David Secko For Concordia assistant professor of journalism, GE3LS researcher, and former "amoeba-guy" David Secko, it had always been a toss-up between science and writing. It's just that science happened to grab an early lead.

"I'd always loved writing, but I also really liked science. For some reason – and I'm still not sure why – I decided to study science first," explains Secko.

After high school, Secko enrolled at Queen's University to pursue an honours B.Sc. in Life Science. During his final year, he became enraptured by the unlikeliest of creatures: the soil amoeba Dictyostelium discoideum. The tiny bug kept Secko focused on science for several more years.

"Here's a little guy that lives on the forest floor. It eats the yeast and bacteria. Suddenly, it starts sending out signals to its kin to congregate together – some 100,000 of them – into a gooey, amorphous slug that you can see moving with the naked eye. But it only does this when it's starving to death; it's a survival mechanism. The crazy thing is that, when they congregate to move toward a food source, about 20 percent of the cells give up their lives to save the other 80 percent. It was whether this was 'altruism' that I found fascinating and wanted to study."

To pursue his 'slimy' research interests (to see some of these slime molds 'in action', see "spiral waves in aggregation"), Secko moved west to begin a Masters in molecular biology at UBC, which soon "snowballed" into a PhD.

"I was looking at Ras signaling cascades, and how they affect how the cells move, how they divide. But in the last year or so, my life was not so charmed. I was running 36-hour experiments, doing proteomics and looking at spot patterns to better understand their cellular signaling. As much as I loved science, I knew this wasn't the exact life for me."

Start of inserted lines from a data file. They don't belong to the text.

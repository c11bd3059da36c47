//! Flattens an aggregation into display rows and stamps running balances.

use rust_decimal::Decimal;

use super::aggregation::Aggregation;
use super::filters::{CategorizeBy, GeneralLedgerFilters};
use crate::ports::Translate;
use crate::reports::error::ReportError;
use crate::reports::types::{
    OutputRow, RowKind, Subtotal, Totals, TotalsKind, checked_diff, checked_sum,
};

/// Which subtotal rows frame each group.
#[derive(Debug, Clone, Copy, PartialEq, Eq)]
pub struct Framing {
    /// Emit the group's Opening and Closing rows.
    pub opening_closing: bool,
    /// Emit the group's Total row.
    pub total: bool,
}

impl Framing {
    /// Framing for a grouping mode and voucher filter.
    ///
    /// Voucher groups carry no opening/closing, and neither does an
    /// ungrouped single-voucher report, which also drops the group total.
    #[must_use]
    pub fn for_filters(categorize_by: Option<CategorizeBy>, has_voucher_no: bool) -> Self {
        let opening_closing = match categorize_by {
            None => !has_voucher_no,
            Some(mode) => mode != CategorizeBy::Voucher,
        };
        Self {
            opening_closing,
            total: categorize_by.is_some() || !has_voucher_no,
        }
    }
}

/// Produces the ordered rows for an aggregation.
pub fn materialize(
    aggregation: Aggregation,
    filters: &GeneralLedgerFilters,
    translator: &dyn Translate,
) -> Vec<OutputRow> {
    let subtotal = |totals: &Totals, kind: TotalsKind| {
        OutputRow::new(RowKind::Subtotal(Subtotal {
            kind,
            label: translator.translate(kind.label()),
            amounts: totals.get(kind).clone(),
        }))
    };
    let separator = || OutputRow::new(RowKind::Separator);

    let mut rows = vec![subtotal(&aggregation.totals, TotalsKind::Opening)];

    if filters.categorize_by == Some(CategorizeBy::VoucherConsolidated) {
        rows.extend(
            aggregation
                .consolidated
                .into_iter()
                .map(|entry| OutputRow::new(RowKind::Entry(Box::new(entry)))),
        );
    } else {
        let framing = Framing::for_filters(filters.categorize_by, filters.voucher_no.is_some());
        for group in aggregation.groups {
            if group.entries.is_empty() {
                continue;
            }
            rows.push(separator());
            if framing.opening_closing {
                rows.push(subtotal(&group.totals, TotalsKind::Opening));
            }
            rows.extend(
                group
                    .entries
                    .into_iter()
                    .map(|entry| OutputRow::new(RowKind::Entry(Box::new(entry)))),
            );
            if framing.total {
                rows.push(subtotal(&group.totals, TotalsKind::Total));
            }
            if framing.opening_closing {
                rows.push(subtotal(&group.totals, TotalsKind::Closing));
            }
        }
        rows.push(separator());
    }

    rows.push(subtotal(&aggregation.totals, TotalsKind::Total));
    rows.push(subtotal(&aggregation.totals, TotalsKind::Closing));
    rows
}

/// Stamps running balances and currencies.
///
/// The balance restarts at every undated row, then each row, undated ones
/// included, adds its own `debit - credit`. The resolved account currency
/// replaces the one carried by each line.
pub fn apply_running_balance(
    rows: &mut [OutputRow],
    account_currency: Option<&str>,
    presentation_currency: Option<&str>,
) -> Result<(), ReportError> {
    let mut balance = Decimal::ZERO;
    for row in rows {
        if row.posting_date().is_none() {
            balance = Decimal::ZERO;
        }
        let movement = checked_diff(row.debit(), row.credit(), "running balance")?;
        balance = checked_sum(balance, movement, "running balance")?;
        row.balance = balance;
        if let RowKind::Entry(entry) = &mut row.row {
            entry.account_currency = None;
        }
        row.account_currency = account_currency.map(str::to_string);
        row.presentation_currency = presentation_currency.map(str::to_string);
    }
    Ok(())
}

Despite his waning interest in bench work, Secko never lost the 'writing bug'. So, after receiving his PhD in 2004, he started pitching science magazines with ideas for stories on science careers and "how scientists live their lives". He ended up with enough clips to begin writing for The Scientist magazine.

Still working for The Scientist magazine and intent on getting some formal journalism training, Secko began the Masters of Journalism Program at UBC, quickly gravitating to the work of journalism ethicist Stephen Ward. His ultimate goal was to move to New York or the UK to work as a full-time science writer. But while exploring Ward's work, Secko began to morph from working journalist into journalism academic.

"I always seemed to be asking myself, 'Why am I doing journalism the way I'm doing it?' 'Why are they teaching me these particular methods?' 'What are the norms that 'frame' science media?' 'What purpose does it serve in the world, and which groups does it marginalize?'"

Working with Ward, Secko began studying the democratic role of the media as it relates to ethical reporting on British Columbia's salmon industry. Post-MJ, Secko accepted a post-doctoral position with Michael Burgess and Peter Danielson at UBC's Centre for Applied Ethics (see Q&A with Burgess in this issue of Impact), collaborating with the consortium for Genomics Research on All Salmonid Project (cGRASP) and studying GE3LS issues related to salmon genomics.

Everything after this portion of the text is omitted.